Problem description: What is needed here is every line of the records that includes "consumed".
☆ ☆ ☆ ☆ ☆ ☆ ☆
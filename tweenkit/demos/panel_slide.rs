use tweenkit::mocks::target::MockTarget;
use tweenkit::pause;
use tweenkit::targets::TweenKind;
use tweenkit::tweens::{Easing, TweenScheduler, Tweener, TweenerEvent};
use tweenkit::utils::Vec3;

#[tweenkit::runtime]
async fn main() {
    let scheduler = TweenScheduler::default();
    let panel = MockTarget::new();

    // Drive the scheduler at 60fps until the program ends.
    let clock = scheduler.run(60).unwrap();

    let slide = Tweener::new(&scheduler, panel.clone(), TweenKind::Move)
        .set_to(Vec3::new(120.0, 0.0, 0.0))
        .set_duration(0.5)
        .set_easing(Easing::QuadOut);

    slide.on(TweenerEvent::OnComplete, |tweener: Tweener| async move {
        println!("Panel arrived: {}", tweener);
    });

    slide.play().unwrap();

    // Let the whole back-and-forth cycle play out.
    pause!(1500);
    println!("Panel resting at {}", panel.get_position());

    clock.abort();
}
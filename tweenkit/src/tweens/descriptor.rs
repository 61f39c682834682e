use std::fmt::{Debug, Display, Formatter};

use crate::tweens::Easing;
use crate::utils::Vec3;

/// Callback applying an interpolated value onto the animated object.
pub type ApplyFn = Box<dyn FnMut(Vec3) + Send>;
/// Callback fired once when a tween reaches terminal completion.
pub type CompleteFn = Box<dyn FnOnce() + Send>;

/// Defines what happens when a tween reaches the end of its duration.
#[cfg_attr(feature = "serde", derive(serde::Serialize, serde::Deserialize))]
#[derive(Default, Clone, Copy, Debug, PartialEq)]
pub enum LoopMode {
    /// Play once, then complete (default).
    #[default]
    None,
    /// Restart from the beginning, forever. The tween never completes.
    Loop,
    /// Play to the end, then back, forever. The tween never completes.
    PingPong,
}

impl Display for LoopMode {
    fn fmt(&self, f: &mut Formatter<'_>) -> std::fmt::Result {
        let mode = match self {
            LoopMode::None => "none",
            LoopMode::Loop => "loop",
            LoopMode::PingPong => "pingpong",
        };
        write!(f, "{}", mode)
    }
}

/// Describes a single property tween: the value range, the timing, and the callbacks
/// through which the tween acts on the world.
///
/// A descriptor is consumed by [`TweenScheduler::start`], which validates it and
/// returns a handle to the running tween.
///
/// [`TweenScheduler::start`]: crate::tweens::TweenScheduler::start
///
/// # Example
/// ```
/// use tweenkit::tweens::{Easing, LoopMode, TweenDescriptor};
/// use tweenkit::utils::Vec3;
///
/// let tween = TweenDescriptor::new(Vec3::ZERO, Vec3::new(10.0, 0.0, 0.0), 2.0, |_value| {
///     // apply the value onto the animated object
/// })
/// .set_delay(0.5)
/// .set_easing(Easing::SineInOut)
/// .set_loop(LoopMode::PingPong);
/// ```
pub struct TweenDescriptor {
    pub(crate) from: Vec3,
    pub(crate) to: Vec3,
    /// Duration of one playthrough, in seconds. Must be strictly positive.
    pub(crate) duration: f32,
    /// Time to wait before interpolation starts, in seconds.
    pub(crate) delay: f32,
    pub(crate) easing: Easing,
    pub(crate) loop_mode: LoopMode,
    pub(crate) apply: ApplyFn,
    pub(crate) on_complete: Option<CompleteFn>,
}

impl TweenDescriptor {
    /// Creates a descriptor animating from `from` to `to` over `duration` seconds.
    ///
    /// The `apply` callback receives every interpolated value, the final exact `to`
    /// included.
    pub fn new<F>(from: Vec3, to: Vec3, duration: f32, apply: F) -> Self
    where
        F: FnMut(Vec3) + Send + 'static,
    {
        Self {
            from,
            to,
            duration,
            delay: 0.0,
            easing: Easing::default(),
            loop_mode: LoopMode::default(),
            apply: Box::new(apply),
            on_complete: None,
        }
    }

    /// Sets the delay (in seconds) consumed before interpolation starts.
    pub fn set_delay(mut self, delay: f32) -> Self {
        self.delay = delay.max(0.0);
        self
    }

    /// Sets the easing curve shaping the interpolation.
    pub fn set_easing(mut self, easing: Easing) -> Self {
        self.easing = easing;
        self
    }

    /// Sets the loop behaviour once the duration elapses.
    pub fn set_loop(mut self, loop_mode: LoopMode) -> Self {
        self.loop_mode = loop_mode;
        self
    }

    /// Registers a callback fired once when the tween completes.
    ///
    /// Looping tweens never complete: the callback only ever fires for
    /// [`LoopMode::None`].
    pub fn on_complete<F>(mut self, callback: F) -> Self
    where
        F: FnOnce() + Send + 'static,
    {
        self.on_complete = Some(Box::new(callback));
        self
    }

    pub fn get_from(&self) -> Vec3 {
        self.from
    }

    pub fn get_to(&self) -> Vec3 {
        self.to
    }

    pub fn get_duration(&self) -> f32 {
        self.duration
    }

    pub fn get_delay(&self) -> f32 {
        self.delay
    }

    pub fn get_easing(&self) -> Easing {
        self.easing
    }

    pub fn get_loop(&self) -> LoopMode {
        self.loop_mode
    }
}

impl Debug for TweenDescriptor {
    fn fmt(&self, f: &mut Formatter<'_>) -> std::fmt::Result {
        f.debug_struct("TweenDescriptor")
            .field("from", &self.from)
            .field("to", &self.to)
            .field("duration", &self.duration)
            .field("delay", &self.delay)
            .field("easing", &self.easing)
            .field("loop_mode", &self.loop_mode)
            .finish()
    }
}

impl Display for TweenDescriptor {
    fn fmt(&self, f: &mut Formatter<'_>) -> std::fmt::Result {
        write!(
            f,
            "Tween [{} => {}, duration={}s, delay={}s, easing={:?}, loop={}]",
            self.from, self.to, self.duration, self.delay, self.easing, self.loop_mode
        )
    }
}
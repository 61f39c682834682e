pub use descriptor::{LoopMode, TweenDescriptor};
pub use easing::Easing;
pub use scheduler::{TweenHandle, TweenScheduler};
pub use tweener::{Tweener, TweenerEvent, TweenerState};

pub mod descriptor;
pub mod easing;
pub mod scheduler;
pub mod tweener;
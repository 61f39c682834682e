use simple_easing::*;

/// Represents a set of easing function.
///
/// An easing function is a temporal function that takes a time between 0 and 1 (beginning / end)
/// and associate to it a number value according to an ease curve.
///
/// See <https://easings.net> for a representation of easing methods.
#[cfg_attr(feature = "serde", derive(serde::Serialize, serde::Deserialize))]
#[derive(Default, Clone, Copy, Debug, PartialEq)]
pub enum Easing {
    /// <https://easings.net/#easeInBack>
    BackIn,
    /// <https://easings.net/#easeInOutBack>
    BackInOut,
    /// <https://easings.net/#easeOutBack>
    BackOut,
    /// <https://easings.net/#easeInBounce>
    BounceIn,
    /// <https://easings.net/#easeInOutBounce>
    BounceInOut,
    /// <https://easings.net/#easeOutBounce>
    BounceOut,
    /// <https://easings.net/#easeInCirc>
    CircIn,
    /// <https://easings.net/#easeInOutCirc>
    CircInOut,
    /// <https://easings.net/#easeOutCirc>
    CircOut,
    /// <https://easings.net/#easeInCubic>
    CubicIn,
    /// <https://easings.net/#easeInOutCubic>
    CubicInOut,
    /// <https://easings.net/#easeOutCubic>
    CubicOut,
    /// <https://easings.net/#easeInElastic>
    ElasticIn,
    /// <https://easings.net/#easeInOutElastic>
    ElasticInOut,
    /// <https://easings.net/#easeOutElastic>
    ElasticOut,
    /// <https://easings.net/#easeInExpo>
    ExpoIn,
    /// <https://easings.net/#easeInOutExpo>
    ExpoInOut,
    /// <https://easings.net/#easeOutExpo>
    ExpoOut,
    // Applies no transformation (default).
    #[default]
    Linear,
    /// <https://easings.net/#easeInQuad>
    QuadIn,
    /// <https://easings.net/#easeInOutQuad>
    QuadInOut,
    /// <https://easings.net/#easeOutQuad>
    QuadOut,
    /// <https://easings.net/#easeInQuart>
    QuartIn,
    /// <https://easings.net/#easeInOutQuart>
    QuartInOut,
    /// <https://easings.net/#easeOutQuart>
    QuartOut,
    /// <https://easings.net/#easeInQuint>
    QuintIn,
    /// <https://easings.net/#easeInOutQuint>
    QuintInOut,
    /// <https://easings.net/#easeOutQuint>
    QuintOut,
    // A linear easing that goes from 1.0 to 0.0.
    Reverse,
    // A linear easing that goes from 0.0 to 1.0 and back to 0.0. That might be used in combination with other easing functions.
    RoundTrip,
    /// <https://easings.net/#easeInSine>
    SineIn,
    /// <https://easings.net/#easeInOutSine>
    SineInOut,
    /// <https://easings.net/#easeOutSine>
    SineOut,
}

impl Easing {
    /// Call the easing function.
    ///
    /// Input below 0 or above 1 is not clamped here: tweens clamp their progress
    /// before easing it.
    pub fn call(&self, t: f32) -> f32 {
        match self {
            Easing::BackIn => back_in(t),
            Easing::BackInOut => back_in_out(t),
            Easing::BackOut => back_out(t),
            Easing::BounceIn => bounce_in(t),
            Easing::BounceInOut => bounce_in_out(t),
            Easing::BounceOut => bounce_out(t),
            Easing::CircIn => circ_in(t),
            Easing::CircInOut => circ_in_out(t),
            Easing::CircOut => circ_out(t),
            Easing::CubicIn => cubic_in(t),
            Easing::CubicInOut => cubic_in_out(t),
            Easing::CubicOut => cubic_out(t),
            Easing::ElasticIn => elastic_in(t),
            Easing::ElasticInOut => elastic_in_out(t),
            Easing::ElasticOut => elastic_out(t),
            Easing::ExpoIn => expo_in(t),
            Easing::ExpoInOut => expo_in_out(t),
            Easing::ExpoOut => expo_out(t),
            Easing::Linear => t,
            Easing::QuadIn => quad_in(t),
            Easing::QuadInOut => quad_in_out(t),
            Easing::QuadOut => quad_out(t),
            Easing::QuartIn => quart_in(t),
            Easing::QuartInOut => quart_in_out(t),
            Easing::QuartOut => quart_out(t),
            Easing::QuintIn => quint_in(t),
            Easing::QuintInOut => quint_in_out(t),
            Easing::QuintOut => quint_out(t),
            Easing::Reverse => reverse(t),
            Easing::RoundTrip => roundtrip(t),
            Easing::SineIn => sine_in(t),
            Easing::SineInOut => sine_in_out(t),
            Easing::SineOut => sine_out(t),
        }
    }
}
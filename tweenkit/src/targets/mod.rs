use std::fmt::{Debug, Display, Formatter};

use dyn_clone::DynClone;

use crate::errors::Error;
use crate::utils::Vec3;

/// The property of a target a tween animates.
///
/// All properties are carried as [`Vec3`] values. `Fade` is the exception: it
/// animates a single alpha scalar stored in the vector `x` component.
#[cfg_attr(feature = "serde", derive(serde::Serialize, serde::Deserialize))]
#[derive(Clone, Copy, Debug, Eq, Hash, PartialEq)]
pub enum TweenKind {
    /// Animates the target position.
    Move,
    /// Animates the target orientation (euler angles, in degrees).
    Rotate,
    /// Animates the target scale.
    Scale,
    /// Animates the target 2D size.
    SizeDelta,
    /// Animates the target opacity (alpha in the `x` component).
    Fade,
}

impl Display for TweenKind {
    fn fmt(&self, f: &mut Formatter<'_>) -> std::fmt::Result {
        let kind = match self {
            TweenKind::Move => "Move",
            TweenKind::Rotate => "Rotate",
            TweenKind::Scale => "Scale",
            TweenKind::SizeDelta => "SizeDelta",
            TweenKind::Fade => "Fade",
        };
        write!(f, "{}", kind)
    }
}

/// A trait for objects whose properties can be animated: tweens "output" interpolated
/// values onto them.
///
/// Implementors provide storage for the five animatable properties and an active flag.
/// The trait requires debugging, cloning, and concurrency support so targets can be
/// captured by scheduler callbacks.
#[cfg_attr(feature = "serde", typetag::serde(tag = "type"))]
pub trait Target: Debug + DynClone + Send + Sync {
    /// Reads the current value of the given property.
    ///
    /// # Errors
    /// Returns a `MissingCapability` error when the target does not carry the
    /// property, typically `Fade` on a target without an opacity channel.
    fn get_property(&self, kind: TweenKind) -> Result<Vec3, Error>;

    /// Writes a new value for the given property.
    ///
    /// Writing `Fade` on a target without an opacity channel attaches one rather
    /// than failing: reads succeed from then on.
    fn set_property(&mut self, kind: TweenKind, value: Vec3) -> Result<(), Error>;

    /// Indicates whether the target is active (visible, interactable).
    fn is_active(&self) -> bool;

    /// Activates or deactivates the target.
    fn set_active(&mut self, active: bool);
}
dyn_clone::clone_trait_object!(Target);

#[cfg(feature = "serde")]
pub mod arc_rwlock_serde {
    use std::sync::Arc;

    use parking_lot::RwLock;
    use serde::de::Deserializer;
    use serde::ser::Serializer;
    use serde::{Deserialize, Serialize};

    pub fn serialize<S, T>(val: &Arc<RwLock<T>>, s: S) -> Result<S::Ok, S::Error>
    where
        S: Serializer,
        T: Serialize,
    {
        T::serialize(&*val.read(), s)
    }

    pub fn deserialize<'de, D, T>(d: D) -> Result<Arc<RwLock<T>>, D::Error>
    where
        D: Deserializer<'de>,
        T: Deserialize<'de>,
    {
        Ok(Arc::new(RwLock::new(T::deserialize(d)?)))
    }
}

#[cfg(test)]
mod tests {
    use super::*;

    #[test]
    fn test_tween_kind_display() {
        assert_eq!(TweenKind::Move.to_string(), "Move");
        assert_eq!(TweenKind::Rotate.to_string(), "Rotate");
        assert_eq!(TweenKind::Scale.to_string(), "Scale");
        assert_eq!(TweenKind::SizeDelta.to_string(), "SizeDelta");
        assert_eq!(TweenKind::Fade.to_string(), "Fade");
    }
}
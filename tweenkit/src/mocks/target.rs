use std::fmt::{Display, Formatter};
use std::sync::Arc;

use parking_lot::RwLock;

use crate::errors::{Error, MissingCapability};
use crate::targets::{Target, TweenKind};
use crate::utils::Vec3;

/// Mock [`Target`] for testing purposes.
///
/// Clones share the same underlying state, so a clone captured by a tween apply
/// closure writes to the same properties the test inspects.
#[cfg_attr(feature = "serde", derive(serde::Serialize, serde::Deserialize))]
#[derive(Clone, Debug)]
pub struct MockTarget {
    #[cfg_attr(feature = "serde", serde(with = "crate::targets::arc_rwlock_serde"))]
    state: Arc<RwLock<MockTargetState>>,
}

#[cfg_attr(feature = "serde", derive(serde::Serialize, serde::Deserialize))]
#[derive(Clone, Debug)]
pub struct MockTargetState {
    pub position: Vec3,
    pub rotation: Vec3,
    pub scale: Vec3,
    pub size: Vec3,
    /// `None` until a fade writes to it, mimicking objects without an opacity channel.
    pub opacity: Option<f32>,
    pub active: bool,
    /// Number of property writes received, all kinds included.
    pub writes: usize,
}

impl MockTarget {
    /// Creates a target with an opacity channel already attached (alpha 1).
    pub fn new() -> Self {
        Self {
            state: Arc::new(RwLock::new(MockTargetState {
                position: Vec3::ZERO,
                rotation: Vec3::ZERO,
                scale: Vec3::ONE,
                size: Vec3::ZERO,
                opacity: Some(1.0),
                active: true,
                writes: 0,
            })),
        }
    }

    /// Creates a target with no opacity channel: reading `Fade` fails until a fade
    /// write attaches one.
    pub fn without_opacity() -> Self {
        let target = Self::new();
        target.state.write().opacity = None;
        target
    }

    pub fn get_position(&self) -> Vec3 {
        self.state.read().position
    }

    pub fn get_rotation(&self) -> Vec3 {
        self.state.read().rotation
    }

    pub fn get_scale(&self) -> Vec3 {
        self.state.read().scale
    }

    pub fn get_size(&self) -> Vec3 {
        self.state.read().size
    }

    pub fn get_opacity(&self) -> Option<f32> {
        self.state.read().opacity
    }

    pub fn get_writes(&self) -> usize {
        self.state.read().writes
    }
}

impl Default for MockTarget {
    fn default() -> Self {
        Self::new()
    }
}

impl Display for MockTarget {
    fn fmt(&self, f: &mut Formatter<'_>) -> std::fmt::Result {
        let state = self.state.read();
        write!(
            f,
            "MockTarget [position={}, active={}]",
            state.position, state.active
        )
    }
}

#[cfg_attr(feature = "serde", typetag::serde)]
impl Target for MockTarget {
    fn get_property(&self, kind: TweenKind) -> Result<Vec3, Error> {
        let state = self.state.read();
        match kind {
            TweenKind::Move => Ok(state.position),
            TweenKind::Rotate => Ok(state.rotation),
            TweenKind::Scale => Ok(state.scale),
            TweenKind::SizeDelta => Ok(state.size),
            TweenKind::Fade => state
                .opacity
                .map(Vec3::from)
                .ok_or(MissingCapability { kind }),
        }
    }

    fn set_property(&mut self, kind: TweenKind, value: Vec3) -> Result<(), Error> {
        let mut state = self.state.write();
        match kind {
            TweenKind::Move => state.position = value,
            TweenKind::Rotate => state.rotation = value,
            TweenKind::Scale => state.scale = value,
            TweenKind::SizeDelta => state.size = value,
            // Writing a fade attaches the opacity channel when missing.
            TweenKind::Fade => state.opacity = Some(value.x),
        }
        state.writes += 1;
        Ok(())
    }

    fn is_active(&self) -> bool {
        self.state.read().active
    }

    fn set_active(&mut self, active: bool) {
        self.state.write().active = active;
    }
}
☆ ☆ ☆ ☆ ☆ ☆ ☆
Exercise response:
/// A descriptor is consumed by [`TweenScheduler::start`], which validates it and
    /// Sets the delay (in seconds) consumed before interpolation starts.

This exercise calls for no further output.